I dismount at the gate an
d lead the gray through. Cas rides in behind.
“Meet me at the social hall after?” She doesn’t look at me when she asks.
“Maybe.”
“It’s probably going to be nothing anyway. What can we do without power?” She frowns, already disappointed again.
I think she’s frowning because she realizes these moments we’re having together—as we slip into our younger, better selves—aren’t forever. I’ll bet she knows it’s just a matter of time before I destroy them altogether.
I don’t open the fridge, not wanting to deal with the soon-to-be-rotting food inside, and having no clue how to start our own generator. I eat a can of tuna and the remainder of my breakfast turnover alone by candlelight, a taper pulled from the bag of the decorative ones I made in the City during my stint as a wax worker.
My dad’s journal lies open in front of me. Wherever I am in time—there are no dates, but I can tell it is in the last year or so—his words find him reflective.
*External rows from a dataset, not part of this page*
//! Closed sets of source scalars.
//!
//! Adding a variant here is a breaking change: every coercion matches these
//! enums exhaustively.

use bigcast_core::{Float, Integer, Rational, Word};

/// A value that can be coerced into an [`Integer`].
#[derive(Clone, Copy, Debug, PartialEq)]
pub enum IntSource<'a> {
    /// Native `i8`.
    I8(i8),
    /// Native `i16`.
    I16(i16),
    /// Native `i32`.
    I32(i32),
    /// Native `i64`.
    I64(i64),
    /// Native `isize`.
    Isize(isize),
    /// Native `u8`.
    U8(u8),
    /// Native `u16`.
    U16(u16),
    /// Native `u32`.
    U32(u32),
    /// Native `u64`.
    U64(u64),
    /// Native `usize`.
    Usize(usize),
    /// An existing integer.
    Integer(&'a Integer),
    /// An integer literal, optionally base-prefixed.
    Str(&'a str),
    /// A big-endian unsigned magnitude.
    Bytes(&'a [u8]),
    /// An unsigned magnitude as engine words, least significant first.
    Words(&'a [Word]),
}

/// A value that can be coerced into a [`Rational`] or a [`Float`].
#[derive(Clone, Copy, Debug, PartialEq)]
pub enum NumSource<'a> {
    /// Native `i8`.
    I8(i8),
    /// Native `i16`.
    I16(i16),
    /// Native `i32`.
    I32(i32),
    /// Native `i64`.
    I64(i64),
    /// Native `isize`.
    Isize(isize),
    /// Native `u8`.
    U8(u8),
    /// Native `u16`.
    U16(u16),
    /// Native `u32`.
    U32(u32),
    /// Native `u64`.
    U64(u64),
    /// Native `usize`.
    Usize(usize),
    /// Native `f32`.
    F32(f32),
    /// Native `f64`.
    F64(f64),
    /// An existing integer.
    Integer(&'a Integer),
    /// An existing rational.
    Rational(&'a Rational),
    /// An existing float.
    Float(&'a Float),
    /// A numeric literal.
    Str(&'a str),
}

macro_rules! impl_from_native {
    ($source:ident: $($t:ty => $variant:ident),* $(,)?) => {
        $(
            impl From<$t> for $source<'_> {
                fn from(value: $t) -> Self {
                    $source::$variant(value)
                }
            }
        )*
    };
}

impl_from_native!(IntSource:
    i8 => I8, i16 => I16, i32 => I32, i64 => I64, isize => Isize,
    u8 => U8, u16 => U16, u32 => U32, u64 => U64, usize => Usize,
);

impl_from_native!(NumSource:
    i8 => I8, i16 => I16, i32 => I32, i64 => I64, isize => Isize,
    u8 => U8, u16 => U16, u32 => U32, u64 => U64, usize => Usize,
    f32 => F32, f64 => F64,
);

impl<'a> From<&'a Integer> for IntSource<'a> {
    fn from(value: &'a Integer) -> Self {
        IntSource::Integer(value)
    }
}

impl<'a> From<&'a str> for IntSource<'a> {
    fn from(value: &'a str) -> Self {
        IntSource::Str(value)
    }
}

impl<'a> From<&'a String> for IntSource<'a> {
    fn from(value: &'a String) -> Self {
        IntSource::Str(value)
    }
}

impl<'a> From<&'a [u8]> for IntSource<'a> {
    fn from(value: &'a [u8]) -> Self {
        IntSource::Bytes(value)
    }
}

impl<'a> From<&'a [Word]> for IntSource<'a> {
    fn from(value: &'a [Word]) -> Self {
        IntSource::Words(value)
    }
}

impl<'a> From<&'a Integer> for NumSource<'a> {
    fn from(value: &'a Integer) -> Self {
        NumSource::Integer(value)
    }
}

impl<'a> From<&'a Rational> for NumSource<'a> {
    fn from(value: &'a Rational) -> Self {
        NumSource::Rational(value)
    }
}

impl<'a> From<&'a Float> for NumSource<'a> {
    fn from(value: &'a Float) -> Self {
        NumSource::Float(value)
    }
}

impl<'a> From<&'a str> for NumSource<'a> {
    fn from(value: &'a str) -> Self {
        NumSource::Str(value)
    }
}

impl<'a> From<&'a String> for NumSource<'a> {
    fn from(value: &'a String) -> Self {
        NumSource::Str(value)
    }
}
I have squandered opportunity after opportunity and continue to do so. But what would they say after all this time? Had I known the choice would be final, I’m not sure I would have made it. J and P make much of the idea of second chances, but I’m not so sure. Would I want a man as unworthy as I am in her life? So why would I make the exception for myself?
Besides, I am needed here, as well, perhaps? P is taciturn, but I can tell he’s increasingly uneasy with the Bishop. In some ways, I wish he’d never come. I wish P had found the courage to step into the Bishop’s role himself.
P’s failures are in part my doing, basking in my father’s affection while P wilted in the withering scorch of his criticism. Had I known then . . .
The things I’m doing now won’t atone for any of it, but perhaps I can change her stars for the better. In my heart I know M is right.
There is so much I don’t know. My dad’s pervasive sadness is starting to change over the pages, especially since “M” came on the scene—whoever that is. Maybe Pi will know.
For the first time ever, though, I’ve started to wonder if my mother acting as if my dad hadn’t existed had maybe done more harm than good. The older I get, the more I realize I didn’t know my parents very well, and yet I do. They made mistakes, and I still love them. My dad, who believed whatever he was doing here was important, and my mom, who continually sacrificed everything for a day that never came, swung blindly for the best lives they could. That’s all any of us can do.